Collection entries —
<<<<

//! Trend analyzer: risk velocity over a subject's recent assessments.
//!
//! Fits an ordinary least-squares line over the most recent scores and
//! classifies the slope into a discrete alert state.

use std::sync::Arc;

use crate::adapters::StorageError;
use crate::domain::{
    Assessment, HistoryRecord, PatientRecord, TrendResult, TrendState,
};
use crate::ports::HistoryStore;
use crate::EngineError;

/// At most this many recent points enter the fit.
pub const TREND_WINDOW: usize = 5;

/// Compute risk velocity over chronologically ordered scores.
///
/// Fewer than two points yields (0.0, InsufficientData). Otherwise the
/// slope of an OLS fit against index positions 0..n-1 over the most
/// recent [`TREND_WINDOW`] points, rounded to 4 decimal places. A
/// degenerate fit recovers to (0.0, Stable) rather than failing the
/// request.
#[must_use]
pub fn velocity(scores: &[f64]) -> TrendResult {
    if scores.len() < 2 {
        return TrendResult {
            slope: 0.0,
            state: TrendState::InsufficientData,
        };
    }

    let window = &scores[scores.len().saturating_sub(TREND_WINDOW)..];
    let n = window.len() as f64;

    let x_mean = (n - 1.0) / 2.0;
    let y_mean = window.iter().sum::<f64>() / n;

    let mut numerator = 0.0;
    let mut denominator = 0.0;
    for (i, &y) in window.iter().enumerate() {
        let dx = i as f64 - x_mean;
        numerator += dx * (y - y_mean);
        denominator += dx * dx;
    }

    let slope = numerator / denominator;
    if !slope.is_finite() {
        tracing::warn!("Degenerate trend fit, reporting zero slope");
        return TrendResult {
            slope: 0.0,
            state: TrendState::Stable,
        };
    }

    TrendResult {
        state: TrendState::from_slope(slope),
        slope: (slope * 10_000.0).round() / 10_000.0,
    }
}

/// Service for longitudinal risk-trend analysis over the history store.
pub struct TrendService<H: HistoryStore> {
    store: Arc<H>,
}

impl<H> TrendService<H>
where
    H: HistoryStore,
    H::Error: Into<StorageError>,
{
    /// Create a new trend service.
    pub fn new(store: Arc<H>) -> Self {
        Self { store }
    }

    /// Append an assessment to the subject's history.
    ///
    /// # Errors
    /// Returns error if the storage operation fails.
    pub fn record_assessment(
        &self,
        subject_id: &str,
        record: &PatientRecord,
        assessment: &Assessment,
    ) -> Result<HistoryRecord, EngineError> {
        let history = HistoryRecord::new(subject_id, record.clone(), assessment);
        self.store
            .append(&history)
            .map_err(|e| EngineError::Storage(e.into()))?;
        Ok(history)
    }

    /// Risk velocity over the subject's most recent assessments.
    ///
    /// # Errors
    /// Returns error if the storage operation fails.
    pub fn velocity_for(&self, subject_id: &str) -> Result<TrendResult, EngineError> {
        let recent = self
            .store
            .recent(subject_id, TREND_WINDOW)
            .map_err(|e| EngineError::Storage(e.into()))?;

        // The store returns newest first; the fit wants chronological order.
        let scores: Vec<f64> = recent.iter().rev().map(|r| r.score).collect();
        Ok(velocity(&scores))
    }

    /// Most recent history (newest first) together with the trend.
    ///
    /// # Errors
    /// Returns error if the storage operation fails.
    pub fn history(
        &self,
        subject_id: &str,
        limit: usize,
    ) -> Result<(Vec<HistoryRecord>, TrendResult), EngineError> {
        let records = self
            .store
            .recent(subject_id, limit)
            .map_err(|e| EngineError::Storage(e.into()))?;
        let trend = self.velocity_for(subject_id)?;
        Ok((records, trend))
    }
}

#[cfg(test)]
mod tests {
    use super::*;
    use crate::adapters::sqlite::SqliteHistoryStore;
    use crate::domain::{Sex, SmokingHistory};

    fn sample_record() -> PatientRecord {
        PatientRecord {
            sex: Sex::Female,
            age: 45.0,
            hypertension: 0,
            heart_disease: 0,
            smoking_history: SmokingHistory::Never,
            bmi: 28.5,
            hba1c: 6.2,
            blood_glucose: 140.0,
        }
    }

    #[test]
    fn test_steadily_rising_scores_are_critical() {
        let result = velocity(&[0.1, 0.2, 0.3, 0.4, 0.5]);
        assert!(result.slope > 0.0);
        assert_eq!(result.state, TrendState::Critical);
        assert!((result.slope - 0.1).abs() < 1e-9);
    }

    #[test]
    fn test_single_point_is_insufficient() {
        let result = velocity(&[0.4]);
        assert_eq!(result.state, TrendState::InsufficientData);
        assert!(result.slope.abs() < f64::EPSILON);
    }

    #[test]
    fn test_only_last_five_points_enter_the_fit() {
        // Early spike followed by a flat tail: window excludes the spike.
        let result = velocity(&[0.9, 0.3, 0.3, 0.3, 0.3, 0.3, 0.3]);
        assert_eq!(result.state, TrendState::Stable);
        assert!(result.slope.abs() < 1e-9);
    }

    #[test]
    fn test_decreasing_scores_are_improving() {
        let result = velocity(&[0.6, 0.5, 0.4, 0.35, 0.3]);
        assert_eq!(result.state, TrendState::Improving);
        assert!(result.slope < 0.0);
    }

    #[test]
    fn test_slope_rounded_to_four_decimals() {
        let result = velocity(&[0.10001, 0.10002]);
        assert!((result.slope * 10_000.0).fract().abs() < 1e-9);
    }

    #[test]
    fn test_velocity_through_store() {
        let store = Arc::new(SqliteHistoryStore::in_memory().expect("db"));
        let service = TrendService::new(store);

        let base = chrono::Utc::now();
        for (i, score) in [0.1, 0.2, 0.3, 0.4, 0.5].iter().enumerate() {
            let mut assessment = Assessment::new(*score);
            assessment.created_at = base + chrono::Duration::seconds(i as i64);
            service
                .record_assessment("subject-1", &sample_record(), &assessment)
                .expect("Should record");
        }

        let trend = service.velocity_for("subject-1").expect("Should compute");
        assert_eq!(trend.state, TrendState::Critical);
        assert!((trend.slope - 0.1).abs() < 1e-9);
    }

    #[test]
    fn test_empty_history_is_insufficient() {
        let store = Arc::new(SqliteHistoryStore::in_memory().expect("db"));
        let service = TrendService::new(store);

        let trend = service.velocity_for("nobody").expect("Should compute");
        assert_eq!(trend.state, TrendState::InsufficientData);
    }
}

>>>>

The task — For each line shown above, write an exact copy.

Task solution —
//! Trend analyzer: risk velocity over a subject's recent assessments.
//!
//! Fits an ordinary least-squares line over the most recent scores and
//! classifies the slope into a discrete alert state.

use std::sync::Arc;

use crate::adapters::StorageError;
use crate::domain::{
    Assessment, HistoryRecord, PatientRecord, TrendResult, TrendState,
};
use crate::ports::HistoryStore;
use crate::EngineError;

/// At most this many recent points enter the fit.
pub const TREND_WINDOW: usize = 5;

/// Compute risk velocity over chronologically ordered scores.
///
/// Fewer than two points yields (0.0, InsufficientData). Otherwise the
/// slope of an OLS fit against index positions 0..n-1 over the most
/// recent [`TREND_WINDOW`] points, rounded to 4 decimal places. A
/// degenerate fit recovers to (0.0, Stable) rather than failing the
/// request.
#[must_use]
pub fn velocity(scores: &[f64]) -> TrendResult {
    if scores.len() < 2 {
        return TrendResult {
            slope: 0.0,
            state: TrendState::InsufficientData,
        };
    }

    let window = &scores[scores.len().saturating_sub(TREND_WINDOW)..];
    let n = window.len() as f64;

    let x_mean = (n - 1.0) / 2.0;
    let y_mean = window.iter().sum::<f64>() / n;

    let mut numerator = 0.0;
    let mut denominator = 0.0;
    for (i, &y) in window.iter().enumerate() {
        let dx = i as f64 - x_mean;
        numerator += dx * (y - y_mean);
        denominator += dx * dx;
    }

    let slope = numerator / denominator;
    if !slope.is_finite() {
        tracing::warn!("Degenerate trend fit, reporting zero slope");
        return TrendResult {
            slope: 0.0,
            state: TrendState::Stable,
        };
    }

    TrendResult {
        state: TrendState::from_slope(slope),
        slope: (slope * 10_000.0).round() / 10_000.0,
    }
}

/// Service for longitudinal risk-trend analysis over the history store.
pub struct TrendService<H: HistoryStore> {
    store: Arc<H>,
}

impl<H> TrendService<H>
where
    H: HistoryStore,
    H::Error: Into<StorageError>,
{
    /// Create a new trend service.
    pub fn new(store: Arc<H>) -> Self {
        Self { store }
    }

    /// Append an assessment to the subject's history.
    ///
    /// # Errors
    /// Returns error if the storage operation fails.
    pub fn record_assessment(
        &self,
        subject_id: &str,
        record: &PatientRecord,
        assessment: &Assessment,
    ) -> Result<HistoryRecord, EngineError> {
        let history = HistoryRecord::new(subject_id, record.clone(), assessment);
        self.store
            .append(&history)
            .map_err(|e| EngineError::Storage(e.into()))?;
        Ok(history)
    }

    /// Risk velocity over the subject's most recent assessments.
    ///
    /// # Errors
    /// Returns error if the storage operation fails.
    pub fn velocity_for(&self, subject_id: &str) -> Result<TrendResult, EngineError> {
        let recent = self
            .store
            .recent(subject_id, TREND_WINDOW)
            .map_err(|e| EngineError::Storage(e.into()))?;

        // The store returns newest first; the fit wants chronological order.
        let scores: Vec<f64> = recent.iter().rev().map(|r| r.score).collect();
        Ok(velocity(&scores))
    }

    /// Most recent history (newest first) together with the trend.
    ///
    /// # Errors
    /// Returns error if the storage operation fails.
    pub fn history(
        &self,
        subject_id: &str,
        limit: usize,
    ) -> Result<(Vec<HistoryRecord>, TrendResult), EngineError> {
        let records = self
            .store
            .recent(subject_id, limit)
            .map_err(|e| EngineError::Storage(e.into()))?;
        let trend = self.velocity_for(subject_id)?;
        Ok((records, trend))
    }
}

#[cfg(test)]
mod tests {
    use super::*;
    use crate::adapters::sqlite::SqliteHistoryStore;
    use crate::domain::{Sex, SmokingHistory};

    fn sample_record() -> PatientRecord {
        PatientRecord {
            sex: Sex::Female,
            age: 45.0,
            hypertension: 0,
            heart_disease: 0,
            smoking_history: SmokingHistory::Never,
            bmi: 28.5,
            hba1c: 6.2,
            blood_glucose: 140.0,
        }
    }

    #[test]
    fn test_steadily_rising_scores_are_critical() {
        let result = velocity(&[0.1, 0.2, 0.3, 0.4, 0.5]);
        assert!(result.slope > 0.0);
        assert_eq!(result.state, TrendState::Critical);
        assert!((result.slope - 0.1).abs() < 1e-9);
    }

    #[test]
    fn test_single_point_is_insufficient() {
        let result = velocity(&[0.4]);
        assert_eq!(result.state, TrendState::InsufficientData);
        assert!(result.slope.abs() < f64::EPSILON);
    }

    #[test]
    fn test_only_last_five_points_enter_the_fit() {
        // Early spike followed by a flat tail: window excludes the spike.
        let result = velocity(&[0.9, 0.3, 0.3, 0.3, 0.3, 0.3, 0.3]);
        assert_eq!(result.state, TrendState::Stable);
        assert!(result.slope.abs() < 1e-9);
    }

    #[test]
    fn test_decreasing_scores_are_improving() {
        let result = velocity(&[0.6, 0.5, 0.4, 0.35, 0.3]);
        assert_eq!(result.state, TrendState::Improving);
        assert!(result.slope < 0.0);
    }

    #[test]
    fn test_slope_rounded_to_four_decimals() {
        let result = velocity(&[0.10001, 0.10002]);
        assert!((result.slope * 10_000.0).fract().abs() < 1e-9);
    }

    #[test]
    fn test_velocity_through_store() {
        let store = Arc::new(SqliteHistoryStore::in_memory().expect("db"));
        let service = TrendService::new(store);

        let base = chrono::Utc::now();
        for (i, score) in [0.1, 0.2, 0.3, 0.4, 0.5].iter().enumerate() {
            let mut assessment = Assessment::new(*score);
            assessment.created_at = base + chrono::Duration::seconds(i as i64);
            service
                .record_assessment("subject-1", &sample_record(), &assessment)
                .expect("Should record");
        }

        let trend = service.velocity_for("subject-1").expect("Should compute");
        assert_eq!(trend.state, TrendState::Critical);
        assert!((trend.slope - 0.1).abs() < 1e-9);
    }

    #[test]
    fn test_empty_history_is_insufficient() {
        let store = Arc::new(SqliteHistoryStore::in_memory().expect("db"));
        let service = TrendService::new(store);

        let trend = service.velocity_for("nobody").expect("Should compute");
        assert_eq!(trend.state, TrendState::InsufficientData);
    }
}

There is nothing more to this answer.